If experiences create value through memory, emotion and meaning, then experience teams need better ways to measure more than reach, attendance and impressions.
Experience professionals are under pressure to prove value.
- Clients want evidence.
- CMOs want confidence.
- Investors want numbers.
- Operators want to know what worked.
- Teams want to know what to improve.
So the industry reaches for the metrics it already has: attendance, reach, impressions, dwell time, clicks, shares, revenue, cost per head, survey scores, NPS and ROI.
These matter. But they are not enough.
An experience can be widely seen and barely remembered. It can generate attention without connection. It can reach thousands of people and still fail to create lasting value. It can look successful on a dashboard while leaving little emotional trace.
“People are not numbers.
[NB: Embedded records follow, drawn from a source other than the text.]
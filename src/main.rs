// SPDX-FileCopyrightText: 2026 Sym Contributors
// SPDX-License-Identifier: MIT

use sym::{
    links::{self, LinkError, LinkOutcome},
    path::home_dir,
};

use anyhow::Result;
use clap::{Parser, Subcommand};
use std::{
    path::{Path, PathBuf},
    process::exit,
};
use tracing::{error, info};
use tracing_subscriber::{fmt, prelude::*, EnvFilter};

#[derive(Debug, Clone, Parser)]
#[command(
    about,
    override_usage = "sym [options] <command>",
    subcommand_help_heading = "Commands",
    version
)]
struct Cli {
    /// Home directory override for the pointer and home-relative paths.
    #[arg(long, global = true, value_name = "path")]
    pub home_dir: Option<PathBuf>,

    #[command(subcommand)]
    pub command: Command,
}

impl Cli {
    fn run(self) -> Result<()> {
        let home = match self.home_dir {
            Some(path) => path,
            None => home_dir()?,
        };

        match self.command {
            Command::Init(opts) => run_init(opts, &home),
            Command::Add(opts) => run_add(opts, &home),
            Command::Remove(opts) => run_remove(opts, &home),
            Command::Verify => run_verify(&home),
        }
    }
}

#[derive(Debug, Clone, Subcommand)]
enum Command {
    /// Initialize the config pointer for a dotfiles repository.
    #[command(override_usage = "sym init [options] <basedir>")]
    Init(InitOptions),

    /// Add a dotfile for management.
    #[command(override_usage = "sym add [options] <source> <destination>")]
    Add(AddOptions),

    /// Remove a dotfile from management.
    #[command(override_usage = "sym remove [options] <symlink>")]
    Remove(RemoveOptions),

    /// Verify managed symlinks against the registry.
    #[command(override_usage = "sym verify [options]")]
    Verify,
}

#[derive(Parser, Clone, Debug)]
#[command(author, about, long_about)]
struct InitOptions {
    /// Base directory where the dotfiles repository lives.
    #[arg(value_name = "basedir")]
    pub basedir: String,
}

#[derive(Parser, Clone, Debug)]
#[command(author, about, long_about)]
struct AddOptions {
    /// Dotfile inside the repository to link from.
    #[arg(value_name = "source")]
    pub source: String,

    /// Canonical location to place the symlink at.
    #[arg(value_name = "destination")]
    pub destination: String,
}

#[derive(Parser, Clone, Debug)]
#[command(author, about, long_about)]
struct RemoveOptions {
    /// Managed symlink to remove.
    #[arg(value_name = "symlink")]
    pub symlink: String,
}

fn main() {
    let layer = fmt::layer()
        .compact()
        .with_target(false)
        .without_time();
    let filter = EnvFilter::try_from_default_env()
        .or_else(|_| EnvFilter::try_new("info"))
        .unwrap();
    tracing_subscriber::registry()
        .with(layer)
        .with(filter)
        .init();

    if let Err(error) = run() {
        error!("{error:?}");
        exit(exit_code(&error));
    }

    exit(0)
}

fn run() -> Result<()> {
    Cli::parse().run()
}

/// Distinct exit codes per error kind, so scripts can discriminate failures.
fn exit_code(error: &anyhow::Error) -> i32 {
    match error.downcast_ref::<LinkError>() {
        Some(LinkError::PathNotFound { .. }) => 2,
        Some(LinkError::AlreadyExists { .. }) => 3,
        Some(LinkError::NotTracked { .. }) => 4,
        Some(LinkError::ExternallyModified { .. }) => 5,
        Some(LinkError::Registry(_)) => 6,
        _ => 1,
    }
}

/// Expand a leading tilde against the selected home directory.
fn expand(input: &str, home: &Path) -> PathBuf {
    let context = || Some(home.to_string_lossy().into_owned());
    PathBuf::from(shellexpand::tilde_with_context(input, context).into_owned())
}

fn run_init(opts: InitOptions, home: &Path) -> Result<()> {
    links::init(expand(&opts.basedir, home), home)?;
    info!("initialized registry for {}", opts.basedir);

    Ok(())
}

fn run_add(opts: AddOptions, home: &Path) -> Result<()> {
    let outcome = links::link(
        expand(&opts.source, home),
        expand(&opts.destination, home),
        home,
    )?;

    match outcome {
        LinkOutcome::Created => info!("linked {} -> {}", opts.destination, opts.source),
        LinkOutcome::AlreadySatisfied => {
            info!("{} already links to {}", opts.destination, opts.source)
        }
    }

    Ok(())
}

fn run_remove(opts: RemoveOptions, home: &Path) -> Result<()> {
    links::unlink(expand(&opts.symlink, home), home)?;
    info!("removed {}", opts.symlink);

    Ok(())
}

fn run_verify(home: &Path) -> Result<()> {
    let report = links::verify(home)?;
    for entry in &report.entries {
        println!(
            "{:<10} {} -> {}",
            entry.status,
            entry.destination.display(),
            entry.source.display()
        );
    }

    if !report.is_clean() {
        exit(1);
    }

    Ok(())
}
//! Client code for pagetrie.
//!
//! This crate provides the HTTP fetch pipeline, HTML-to-text extraction, the
//! fetch-through page cache, the rate-limited crawler and the [`Catalog`]
//! that ties them to the URL table and autocomplete index.

pub mod catalog;
pub mod crawl;
pub mod extract;
pub mod fetch;
pub mod page_cache;

#[cfg(test)]
mod test_support;

pub use catalog::{AddStatus, Catalog};
pub use crawl::{Crawler, RateLimiter};
pub use extract::{normalize_whitespace, page_text, visible_text};
pub use fetch::{FetchClient, FetchConfig, FetchResponse, PageSource, parse_page_url};
pub use page_cache::PageCache;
It is about human value, not just efficiency.”
– Laura Hess
This Experience Briefing distils practical lessons from a WXO Campfire for experience leaders.

Laura Hess, an experience strategist and ROX specialist, explored how the industry can think more clearly about Return on Experience, or ROX. Her argument was simple but important: if experiences create value through emotional resonance, then the industry needs better ways to understand, describe and measure that resonance.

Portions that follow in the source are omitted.